The UK Government announced plans last year to introduce further changes to public service pension schemes from April 2019, on top of changes, which had been previously announced at the time of the Budget 2016. 

These changes primarily relate to the SCAPE discount rate and will result in increased employer pension contributions from next month. They place additional financial pressure on our already hard-pressed public services as a result of the UK Government’s continued policy of austerity. 

Ahead of the UK Government’s Autumn Budget 2018, the Welsh Government wrote to the UK Government, to highlight our concerns that these proposed changes to the SCAPE discount rate, combined with the impact of broader pensions' revaluation factors, would place significant additional and unsustainable pressures on the public sector. 

We sought urgent confirmation the UK Government would meet the costs associated with these changes for devolved and non-devolved schemes to ensure vital funds were not diverted from frontline public services. 

The UK Government set aside £4.7bn in the autumn Budget to help public sector organisations meet these costs in 2019-20 but it provided no detail about how this funding would be allocated. 

The Welsh Government, together with the Scottish Government, and jointly with local authority leaders, have pressed the UK Government for early certainty about what this means for public sector organisations to enable them to set their budgets for 2019-20 with confidence.

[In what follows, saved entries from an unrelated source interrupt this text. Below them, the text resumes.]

//! Task launcher: the only way background work should be started.
//!
//! Four launch operations share one guarantee: a failure escaping the work
//! item is either absorbed as cancellation or escalated exactly once.
//!
//! Synchronous work is wrapped in an [`ExceptionGuard`], so escalation runs on
//! the executing thread before the handle settles. Asynchronous work cannot be
//! intercepted inline; instead the handle carries a terminal fault hook that
//! reports unconditionally while the handle settles as `Faulted`.

use std::any::Any;
use std::future::Future;
use std::panic::{self, AssertUnwindSafe};
use std::sync::Arc;

use futures::FutureExt;
use tracing::{debug, trace};
use warden_core::{CreationFlags, Fault, Outcome, TaskId};

use crate::escalator::FatalityEscalator;
use crate::guard::{ExceptionGuard, GuardOutcome};
use crate::handle::{self, Completer, TaskHandle};
use crate::monitor::LaunchMetrics;
use crate::scheduler::{Admission, BoxedWork, Job, Scheduler};
use crate::signal::CancelSignal;

/// Launches guarded background work onto a [`Scheduler`]
#[derive(Clone)]
pub struct TaskLauncher {
    escalator: Arc<dyn FatalityEscalator>,
    metrics: Arc<LaunchMetrics>,
    name: Arc<str>,
}

impl TaskLauncher {
    /// Create a launcher reporting fatal faults to `escalator`
    #[must_use]
    pub fn new(escalator: Arc<dyn FatalityEscalator>) -> Self {
        Self {
            escalator,
            metrics: Arc::new(LaunchMetrics::new()),
            name: Arc::from("warden"),
        }
    }

    /// Name used in log fields
    #[must_use]
    pub fn with_name(mut self, name: impl AsRef<str>) -> Self {
        self.name = Arc::from(name.as_ref());
        self
    }

    /// Launcher name
    #[must_use]
    pub fn name(&self) -> &str {
        &self.name
    }

    /// Escalator shared by every launch
    #[must_use]
    pub fn escalator(&self) -> &Arc<dyn FatalityEscalator> {
        &self.escalator
    }

    /// Launch counters
    #[must_use]
    pub fn metrics(&self) -> &LaunchMetrics {
        &self.metrics
    }

    /// Launch a synchronous action with default flags
    pub fn launch_action<F>(
        &self,
        work: F,
        cancel: &CancelSignal,
        scheduler: &dyn Scheduler,
    ) -> TaskHandle<()>
    where
        F: FnOnce() -> anyhow::Result<()> + Send + 'static,
    {
        self.launch_action_with_flags(work, cancel, CreationFlags::NONE, scheduler)
    }

    /// Launch a synchronous action
    pub fn launch_action_with_flags<F>(
        &self,
        work: F,
        cancel: &CancelSignal,
        flags: CreationFlags,
        scheduler: &dyn Scheduler,
    ) -> TaskHandle<()>
    where
        F: FnOnce() -> anyhow::Result<()> + Send + 'static,
    {
        self.launch_guarded("action", work, cancel, flags, scheduler)
    }

    /// Launch a synchronous function with default flags
    pub fn launch_func<T, F>(
        &self,
        work: F,
        cancel: &CancelSignal,
        scheduler: &dyn Scheduler,
    ) -> TaskHandle<T>
    where
        T: Send + 'static,
        F: FnOnce() -> anyhow::Result<T> + Send + 'static,
    {
        self.launch_func_with_flags(work, cancel, CreationFlags::NONE, scheduler)
    }

    /// Launch a synchronous function
    pub fn launch_func_with_flags<T, F>(
        &self,
        work: F,
        cancel: &CancelSignal,
        flags: CreationFlags,
        scheduler: &dyn Scheduler,
    ) -> TaskHandle<T>
    where
        T: Send + 'static,
        F: FnOnce() -> anyhow::Result<T> + Send + 'static,
    {
        self.launch_guarded("func", work, cancel, flags, scheduler)
    }

    /// Launch an asynchronous action with default flags
    pub fn launch_async_action<F, Fut>(
        &self,
        factory: F,
        cancel: &CancelSignal,
        scheduler: &dyn Scheduler,
    ) -> TaskHandle<()>
    where
        F: FnOnce() -> Fut + Send + 'static,
        Fut: Future<Output = anyhow::Result<()>> + Send + 'static,
    {
        self.launch_async_action_with_flags(factory, cancel, CreationFlags::NONE, scheduler)
    }

    /// Launch an asynchronous action
    pub fn launch_async_action_with_flags<F, Fut>(
        &self,
        factory: F,
        cancel: &CancelSignal,
        flags: CreationFlags,
        scheduler: &dyn Scheduler,
    ) -> TaskHandle<()>
    where
        F: FnOnce() -> Fut + Send + 'static,
        Fut: Future<Output = anyhow::Result<()>> + Send + 'static,
    {
        self.launch_unwrapped("async_action", factory, cancel, flags, scheduler)
    }

    /// Launch an asynchronous function with default flags
    pub fn launch_async_func<T, F, Fut>(
        &self,
        factory: F,
        cancel: &CancelSignal,
        scheduler: &dyn Scheduler,
    ) -> TaskHandle<T>
    where
        T: Send + 'static,
        F: FnOnce() -> Fut + Send + 'static,
        Fut: Future<Output = anyhow::Result<T>> + Send + 'static,
    {
        self.launch_async_func_with_flags(factory, cancel, CreationFlags::NONE, scheduler)
    }

    /// Launch an asynchronous function
    pub fn launch_async_func_with_flags<T, F, Fut>(
        &self,
        factory: F,
        cancel: &CancelSignal,
        flags: CreationFlags,
        scheduler: &dyn Scheduler,
    ) -> TaskHandle<T>
    where
        T: Send + 'static,
        F: FnOnce() -> Fut + Send + 'static,
        Fut: Future<Output = anyhow::Result<T>> + Send + 'static,
    {
        self.launch_unwrapped("async_func", factory, cancel, flags, scheduler)
    }

    fn launch_guarded<T, F>(
        &self,
        kind: &'static str,
        work: F,
        cancel: &CancelSignal,
        flags: CreationFlags,
        scheduler: &dyn Scheduler,
    ) -> TaskHandle<T>
    where
        T: Send + 'static,
        F: FnOnce() -> anyhow::Result<T> + Send + 'static,
    {
        let id = TaskId::new();
        let (completer, handle) = handle::pair::<T>(id);
        let guard = ExceptionGuard::new(Arc::clone(&self.escalator), cancel.clone()).with_task(id);
        let metrics = Arc::clone(&self.metrics);

        self.record_launch(id, kind, flags);
        completer.mark_scheduled();

        let job = Job::inline(id, move |admission| {
            let mut unwinding = None;
            let outcome = match admission {
                Admission::Abandon => Outcome::Canceled,
                Admission::Run => {
                    completer.mark_running();
                    match panic::catch_unwind(AssertUnwindSafe(|| guard.run(work))) {
                        Ok(guarded) => {
                            if matches!(guarded, GuardOutcome::FatalEscalated) {
                                metrics.record_escalation();
                            }
                            guarded.into_outcome()
                        }
                        // Only the escalator can unwind out of the guard.
                        Err(payload) => {
                            metrics.record_escalation();
                            unwinding = Some(payload);
                            Outcome::Faulted(Fault::Unreachable)
                        }
                    }
                }
            };
            settle(completer, outcome, &metrics);
            if let Some(payload) = unwinding {
                panic::resume_unwind(payload);
            }
        });

        // The one and only place synchronous work reaches a scheduler.
        scheduler.start(job, cancel, flags);
        handle
    }

    fn launch_unwrapped<T, F, Fut>(
        &self,
        kind: &'static str,
        factory: F,
        cancel: &CancelSignal,
        flags: CreationFlags,
        scheduler: &dyn Scheduler,
    ) -> TaskHandle<T>
    where
        T: Send + 'static,
        F: FnOnce() -> Fut + Send + 'static,
        Fut: Future<Output = anyhow::Result<T>> + Send + 'static,
    {
        let id = TaskId::new();
        let (mut completer, handle) = handle::pair::<T>(id);
        let metrics = Arc::clone(&self.metrics);

        let escalator = Arc::clone(&self.escalator);
        let hook_metrics = Arc::clone(&self.metrics);
        completer.on_faulted(Box::new(move |fault: &Fault| {
            hook_metrics.record_escalation();
            escalator.report(fault);
        }));

        self.record_launch(id, kind, flags);
        completer.mark_scheduled();

        let job = Job::deferred(id, move |admission| -> BoxedWork {
            match admission {
                Admission::Abandon => {
                    settle(completer, Outcome::Canceled, &metrics);
                    Box::pin(futures::future::ready(()))
                }
                Admission::Run => Box::pin(async move {
                    completer.mark_running();
                    // The factory runs inside the guarded future so a panic
                    // while building the computation is captured as well.
                    let result = AssertUnwindSafe(async move { factory().await })
                        .catch_unwind()
                        .await;
                    settle(completer, flatten(result), &metrics);
                }),
            }
        });

        // The one and only place asynchronous work reaches a scheduler.
        scheduler.start(job, cancel, flags);
        handle
    }

    fn record_launch(&self, id: TaskId, kind: &'static str, flags: CreationFlags) {
        self.metrics.record_launch();
        debug!(
            launcher = %self.name,
            task_id = %id,
            kind,
            flags = flags.bits(),
            "launching work item"
        );
    }
}

impl std::fmt::Debug for TaskLauncher {
    fn fmt(&self, f: &mut std::fmt::Formatter<'_>) -> std::fmt::Result {
        f.debug_struct("TaskLauncher")
            .field("name", &self.name)
            .field("metrics", &self.metrics.snapshot())
            .finish_non_exhaustive()
    }
}

/// Map a caught async result to a terminal outcome.
///
/// Cancellation surfaces as its own terminal state, so no classification
/// against the signal happens here.
fn flatten<T>(result: Result<anyhow::Result<T>, Box<dyn Any + Send>>) -> Outcome<T> {
    let fault = match result {
        Ok(Ok(value)) => return Outcome::Completed(value),
        Ok(Err(err)) => Fault::from_error(err),
        Err(payload) => Fault::from_panic(payload),
    };
    if fault.is_cancellation() {
        Outcome::Canceled
    } else {
        Outcome::Faulted(fault)
    }
}

fn settle<T>(completer: Completer<T>, outcome: Outcome<T>, metrics: &LaunchMetrics) {
    trace!(task_id = %completer.id(), state = %outcome.state(), "settling");
    metrics.record_settled(outcome.state());
    completer.settle(outcome);
}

Despite this, it is only in the last few weeks that the UK Government has provided further details about the Barnett consequential for Wales. The Scottish Finance Minister and I sought further clarification and assurance about the figures following last month’s finance quadrilateral meeting with the Chief Secretary to the Treasury, in Cardiff.   

I can today confirm the Welsh Government will provide additional funding to public sector organisations in 2019-20 to enable them to meet the additional costs associated with these pension changes. 

I will be writing to my Ministerial colleagues shortly to confirm the additional funding available for each public sector pension scheme. Funding for future years will be discussed as part of our preparations for this year’s Comprehensive Spending Review.